- **Directions**
Compute how many lines in the data below hold the word "object", then report that number with nothing else.

- **Data records**
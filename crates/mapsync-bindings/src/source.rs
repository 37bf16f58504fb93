// Copyright 2025 eraflo
//
// Licensed under the Apache License, Version 2.0 (the "License");
// you may not use this file except in compliance with the License.
// You may obtain a copy of the License at
//
//     http://www.apache.org/licenses/LICENSE-2.0
//
// Unless required by applicable law or agreed to in writing, software
// distributed under the License is distributed on an "AS IS" BASIS,
// WITHOUT WARRANTIES OR CONDITIONS OF ANY KIND, either express or implied.
// See the License for the specific language governing permissions and
// limitations under the License.

//! The source factory.
//!
//! Readiness is two-phase: the factory's `dependency` signal stays `None`
//! until the engine has both accepted the source and reported its data as
//! loaded. Layers observing that signal therefore never bind to a
//! half-initialized source.

use std::cell::RefCell;
use std::fmt;
use std::ops::Deref;
use std::rc::{Rc, Weak};

use mapsync_core::spec::{SourceData, SourceRef, SourceSpec};
use mapsync_core::{
    BindingContext, Disposer, EngineError, EngineEvent, EngineEventKind, EngineRef,
    ReloadHandler, ResourceKind, Scope, Signal, SourceStatus,
};

use crate::handle::ResourceHandle;
use crate::report;

/// Declarative inputs of a source.
#[derive(Debug, Clone, PartialEq)]
pub struct SourceOptions {
    /// Source id. Generated as `<source_id_prefix>-<uuid>` when `None`.
    pub id: Option<String>,
    /// Type, payload and engine options.
    pub spec: SourceSpec,
    /// Log engine failures at `error` level.
    pub debug: bool,
}

impl SourceOptions {
    /// Options registering `spec` under a generated id.
    pub fn new(spec: SourceSpec) -> Self {
        Self {
            id: None,
            spec,
            debug: false,
        }
    }

    /// Sets the source id.
    pub fn with_id(mut self, id: impl Into<String>) -> Self {
        self.id = Some(id.into());
        self
    }
}

struct SourceInner {
    id: String,
    debug: bool,
    engine: RefCell<Option<EngineRef>>,
    spec: RefCell<SourceSpec>,
    status: Signal<SourceStatus>,
    dependency: Signal<Option<SourceRef>>,
    load_listeners: RefCell<Vec<Disposer>>,
    on_register: Option<Box<dyn Fn(&SourceActions)>>,
    this: Weak<SourceInner>,
}

impl SourceInner {
    fn create(&self) {
        let Some(engine) = self.engine.borrow().clone() else {
            log::trace!("Source '{}': no ready engine, creation deferred.", self.id);
            return;
        };
        if engine.has_source(&self.id) {
            log::trace!("Source '{}' already exists on the engine.", self.id);
            return;
        }

        self.status.set(SourceStatus::Creating);
        self.listen_for_data(&engine);
        let spec = self.spec.borrow().clone();
        match engine.add_source(&self.id, &spec) {
            Ok(()) => {
                log::debug!("Source '{}' added.", self.id);
                // The engine may already have delivered the loaded event.
                if self.status.get() != SourceStatus::Creating {
                    return;
                }
                self.status.set(SourceStatus::Created);
                if engine.is_source_loaded(&self.id) {
                    self.data_loaded();
                } else {
                    self.status.set(SourceStatus::Loading);
                }
            }
            Err(err) => {
                self.failed("add", &err);
                self.stop_listening();
                if engine.has_source(&self.id) {
                    if let Err(err) = engine.remove_source(&self.id) {
                        self.failed("rollback", &err);
                    }
                }
                self.status.set(SourceStatus::Error);
            }
        }
    }

    /// Subscribes once to the outcome of this source's data load.
    fn listen_for_data(&self, engine: &EngineRef) {
        let this = self.this.clone();
        let expected = self.id.clone();
        let loaded = engine.subscribe(EngineEventKind::SourceData, move |event| {
            if let EngineEvent::SourceData {
                source_id,
                loaded: true,
            } = event
            {
                if *source_id == expected {
                    if let Some(inner) = this.upgrade() {
                        inner.data_loaded();
                    }
                }
            }
        });
        let this = self.this.clone();
        let expected = self.id.clone();
        let failed = engine.subscribe(EngineEventKind::Error, move |event| {
            if let EngineEvent::Error {
                message,
                source_id: Some(source_id),
            } = event
            {
                if *source_id == expected {
                    if let Some(inner) = this.upgrade() {
                        inner.data_failed(message);
                    }
                }
            }
        });
        let previous = self.load_listeners.replace(vec![loaded, failed]);
        drop(previous);
    }

    fn stop_listening(&self) {
        let listeners = std::mem::take(&mut *self.load_listeners.borrow_mut());
        drop(listeners);
    }

    /// The source stays on the engine, but dependents are never released.
    fn data_failed(&self, message: &str) {
        self.stop_listening();
        let err = EngineError::SourceLoad {
            id: self.id.clone(),
            reason: message.to_string(),
        };
        self.failed("load", &err);
        self.status.set(SourceStatus::Error);
    }

    /// First loaded event wins; the listener is detached afterwards.
    fn data_loaded(&self) {
        self.stop_listening();
        if self.status.get() == SourceStatus::Loaded {
            return;
        }
        log::debug!("Source '{}' data loaded.", self.id);
        self.status.set(SourceStatus::Loaded);
        self.dependency.set(Some(SourceRef::Id(self.id.clone())));
        if let (Some(register), Some(actions)) = (&self.on_register, self.actions()) {
            register(&actions);
        }
    }

    fn set_data(&self, data: SourceData) {
        self.spec.borrow_mut().data = data.clone();
        let Some(engine) = self.engine.borrow().clone() else {
            return;
        };
        if !engine.has_source(&self.id) {
            log::trace!("Source '{}' is not live, data stored for creation.", self.id);
            return;
        }
        if let Err(err) = engine.set_source_data(&self.id, &data) {
            self.failed("set data", &err);
        }
    }

    fn remove(&self) {
        let engine = self.engine.borrow().clone();
        match engine {
            Some(engine) => self.remove_from(&engine),
            None => {
                self.stop_listening();
                self.dependency.set(None);
            }
        }
        self.status.set(SourceStatus::NotCreated);
    }

    fn remove_from(&self, engine: &EngineRef) {
        self.stop_listening();
        // Dependents tear down their layers before the source goes away.
        self.dependency.set(None);
        if !engine.has_source(&self.id) {
            log::trace!("Source '{}' is not on the engine, nothing to remove.", self.id);
            return;
        }
        match engine.remove_source(&self.id) {
            Ok(()) => log::debug!("Source '{}' removed.", self.id),
            Err(err) => self.failed("remove", &err),
        }
    }

    fn failed(&self, operation: &str, err: &EngineError) {
        report::engine_failure(self.debug, ResourceKind::Source, &self.id, operation, err);
    }

    fn actions(&self) -> Option<SourceActions> {
        self.this.upgrade().map(|inner| SourceActions { inner })
    }
}

impl ReloadHandler for SourceInner {
    fn on_ready(&self, engine: &EngineRef) {
        *self.engine.borrow_mut() = Some(engine.clone());
        self.create();
    }

    fn on_teardown(&self, engine: &EngineRef) {
        self.remove_from(engine);
        self.engine.borrow_mut().take();
        self.status.set(SourceStatus::NotCreated);
    }
}

/// The action object of a source.
///
/// Cloning shares the same source. Equality is identity.
#[derive(Clone)]
pub struct SourceActions {
    inner: Rc<SourceInner>,
}

impl SourceActions {
    /// The source id.
    pub fn id(&self) -> &str {
        &self.inner.id
    }

    /// The observable lifecycle status.
    pub fn status(&self) -> Signal<SourceStatus> {
        self.inner.status.clone()
    }

    /// The dependency handle for layers: `Some(Id(id))` only while the source
    /// exists and its data is loaded.
    pub fn dependency(&self) -> Signal<Option<SourceRef>> {
        self.inner.dependency.clone()
    }

    /// The current source description, including the latest data.
    pub fn spec(&self) -> SourceSpec {
        self.inner.spec.borrow().clone()
    }

    /// Creates the source if the engine is ready and it does not exist yet.
    pub fn create(&self) {
        self.inner.create();
    }

    /// Replaces the source's data in place. The source is never recreated.
    pub fn set_data(&self, data: SourceData) {
        self.inner.set_data(data);
    }

    /// Removes the source. Idempotent.
    pub fn remove(&self) {
        self.inner.remove();
    }

    /// The live source, if the engine currently holds it.
    pub fn live_handle(&self) -> Option<ResourceHandle> {
        let engine = self.inner.engine.borrow().clone()?;
        engine.has_source(self.id()).then(|| ResourceHandle {
            id: self.inner.id.clone(),
            kind: ResourceKind::Source,
            engine,
        })
    }
}

impl PartialEq for SourceActions {
    fn eq(&self, other: &Self) -> bool {
        Rc::ptr_eq(&self.inner, &other.inner)
    }
}

impl fmt::Debug for SourceActions {
    fn fmt(&self, f: &mut fmt::Formatter<'_>) -> fmt::Result {
        f.debug_struct("SourceActions")
            .field("id", &self.inner.id)
            .field("status", &self.inner.status.get())
            .finish()
    }
}

/// Owns one engine source for as long as it lives.
pub struct SourceFactory {
    actions: SourceActions,
    _scope: Scope,
}

impl SourceFactory {
    /// Creates a factory for `options`.
    pub fn new(context: &BindingContext, options: SourceOptions) -> Self {
        Self::build(context, options, None)
    }

    /// Like [`new`](Self::new), with a callback invoked once per successful
    /// (re)creation, when the data has loaded.
    pub fn with_registration(
        context: &BindingContext,
        options: SourceOptions,
        on_register: impl Fn(&SourceActions) + 'static,
    ) -> Self {
        Self::build(context, options, Some(Box::new(on_register)))
    }

    fn build(
        context: &BindingContext,
        options: SourceOptions,
        on_register: Option<Box<dyn Fn(&SourceActions)>>,
    ) -> Self {
        let settings = context.settings();
        let id = report::resolve_id(options.id, &settings.source_id_prefix, ResourceKind::Source);
        let inner = Rc::new_cyclic(|this| SourceInner {
            id,
            debug: options.debug || settings.debug,
            engine: RefCell::new(None),
            spec: RefCell::new(options.spec),
            status: Signal::new(SourceStatus::NotCreated),
            dependency: Signal::new(None),
            load_listeners: RefCell::new(Vec::new()),
            on_register,
            this: this.clone(),
        });

        let scope = Scope::new();
        scope.add(context.reload().observe(inner.clone()).into_disposer());
        let removal = Rc::downgrade(&inner);
        scope.on_dispose(move || {
            if let Some(inner) = removal.upgrade() {
                inner.remove();
            }
        });

        Self {
            actions: SourceActions { inner },
            _scope: scope,
        }
    }

    /// The source's action object.
    pub fn actions(&self) -> &SourceActions {
        &self.actions
    }
}

impl Deref for SourceFactory {
    type Target = SourceActions;

    fn deref(&self) -> &Self::Target {
        &self.actions
    }
}

impl fmt::Debug for SourceFactory {
    fn fmt(&self, f: &mut fmt::Formatter<'_>) -> fmt::Result {
        f.debug_tuple("SourceFactory").field(&self.actions).finish()
    }
}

- **Solution to the exercise**
2